= Jothan Msibi =

South African taxi-industry leader and businessman (died 7 January 2024)

Jotham Zanemvula “King Mswazi” Msibi, born 3 June 1961, sometimes written as "Jotham Msibi" (died on 7 January 2024) was a South African taxi-industry leader and businessman who played a high-profile role in taxi associations and industry bodies. He is implicated at the Madlanga Commission as the “president” of a criminal network dubbed “The Firm”, under whose umbrella the “Big Five cartel” operates.

== Role in taxi industry ==
In the early 1990s, he founded Santaco and the implementation of routes, licences, and associations. The South African National Taxi Council (SANTACO) described him in a tribute as “one of the council’s founders and a visionary leader who made substantial contributions to the taxi sector by promoting the industry’s acceptance, prosperity, harmony and peace.”

In February 2000, Msibi's ex-wife Sara Msibi and her sister Happy Mgoato were arrested after being implicated in the plot to murder him.

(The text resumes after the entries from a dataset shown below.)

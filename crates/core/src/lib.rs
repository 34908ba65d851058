//! Core library with the call model, status taxonomy and token verification
//! shared by the RPC pipeline and its services.
//!
//! - Error types with wire and `tonic::Status` conversion
//! - Case-insensitive call metadata
//! - Call / per-call context
//! - Service token verification (with `jwt` feature)

pub mod call;
#[cfg(feature = "jwt")]
pub mod call_ext;
pub mod error;
#[cfg(feature = "jwt")]
pub mod jwt;
pub mod metadata;

pub use call::{Call, CallContext};
#[cfg(feature = "jwt")]
pub use call_ext::CallAuthExt;
pub use error::{
    AppError, INTERNAL_ERROR_MESSAGE, OptionStatusExt, RpcError, RpcResult, StatusCode, WireError,
    presentation_status,
};
#[cfg(feature = "jwt")]
pub use jwt::{AuthInfo, JwtError, JwtSubject, JwtValidator, TokenVerifier, UserRole};
pub use metadata::{Metadata, MetadataError, keys};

Mswazi also known as Ndlondlo was the President of SALLDTBO (South African Local Long Distance Taxi Bus Organization) for 27 years. In 2025 he was succeeded by Joe 'Ferrari' Sibanyoni. Vusimuzi Matlala tried to assassinate Joe Sibanyoni on behalf of Msibi. Sibanyoni and Mswazi used to be taxi associates until their relationship broke down. The peace treaty was brokered by SANTACO President Abner Motlhabane Tsebe after many taxi drivers were killed from both sides. Mswazi died as the Chairman of Taxi Choice, a holding company for Zola Taxi Sales which was founded in 2010 by Mswazi. Taxi Choice through SANTACO it's a shareholder of SA Taxi, a subsidiary of Transaction capital. Mr Joe 'Ferrari' Sibanyoni is the current Chairman of Taxi Choice.

== Madlanga Commission ==
In October 2025 a witness (“Witness B”) testified that Msibi was identified as the “president” of a criminal network dubbed “The Firm”, under whose umbrella the “Big Five” cartel operates. Msibi has been described as “dangerous” and “ruthless” in relation to killings. The testimony stated that Mswazi appeared to be president, and the rest are of the executives which formed the Big Five. The cartel is alleged to have engaged in extortion, murder, tender fraud, protection rackets and infiltration of the justice system.

Investigators who testified at the commission linked Msibi to the murder of engineer Armand Swart. A witness (“Witness A”) before the commission said that envelopes of bribes were being offered in the case: “There were three envelopes floating around … one will be for the investigating officers, one will be for the magistrate and the last one will be for the prosecutor.”

Testimony indicated that Msibi's farm near Hammanskraal was used for meetings by cartel associates. One witness said the farm was “most secure” and only accessible to those close to Msibi.

Msibi was never criminally convicted. The claims remain allegations based on sworn testimony and investigative reporting. Former SANTACO member Phillip Taaibosch said that Msibi was not a "tsotsi". The co-founder of SANTACO, Mandla Gcaba said that Msibi worked hard over the years to bring stability and peace in the taxi industry and worked to turn it into a viable business through the formation of the association. Gcaba continued to add that position of chairperson of the women's desk in the taxi association would not exist without the pressure Msibi applied to make it happen.

== Personal life ==
Msibi was the brother of Mandla Msibi ,the ANC treasurer in Mpumalanga. Msibi was married to Perciah Msibi.

== Death ==
Msibi died on 7 January 2024 in a Tshwane hospital after a short illness. On 11 January 2024, Gauteng Department of Roads and Transport MEC Kedibone Daile Tlabela visited his family to offer her condolences. A memorial service was held 12 January 2024 on his property in the Dinokeng Game Reserve, more than 700 attendees representing about 50 taxi associations from all nine provinces were reported. His funeral was conducted on 14 January at the Wild Life Estates Cemetery in Brits, North West. His funeral was also attended by the Former Minister of Police of South Africa Bheki Cele , Advocate Anneline van den Heever and EFF leader Julius Malema.

His widow Perciah Msibi described his passing as “a massive loss” and emphasised his love for his family and his commitment to industry and community.

== Madlanga commission ==
On 18 August 2026, it was heard at the Madlanga commission how Msibi, Steve Motsumi, Katiso Molefe and Sergeant Fannie Nkosi wanted to buy and sell law enforcement surveillance technology to King Mswati of the eSwatini Kingdom. WhatsApp messages revealed that these men were acting as South African representatives, especially the South African Police Services, while trying to buy these devices from a company in Czech Republic. It was Fannie Nkosi who fraduently used the South African Police stamps on all the documents.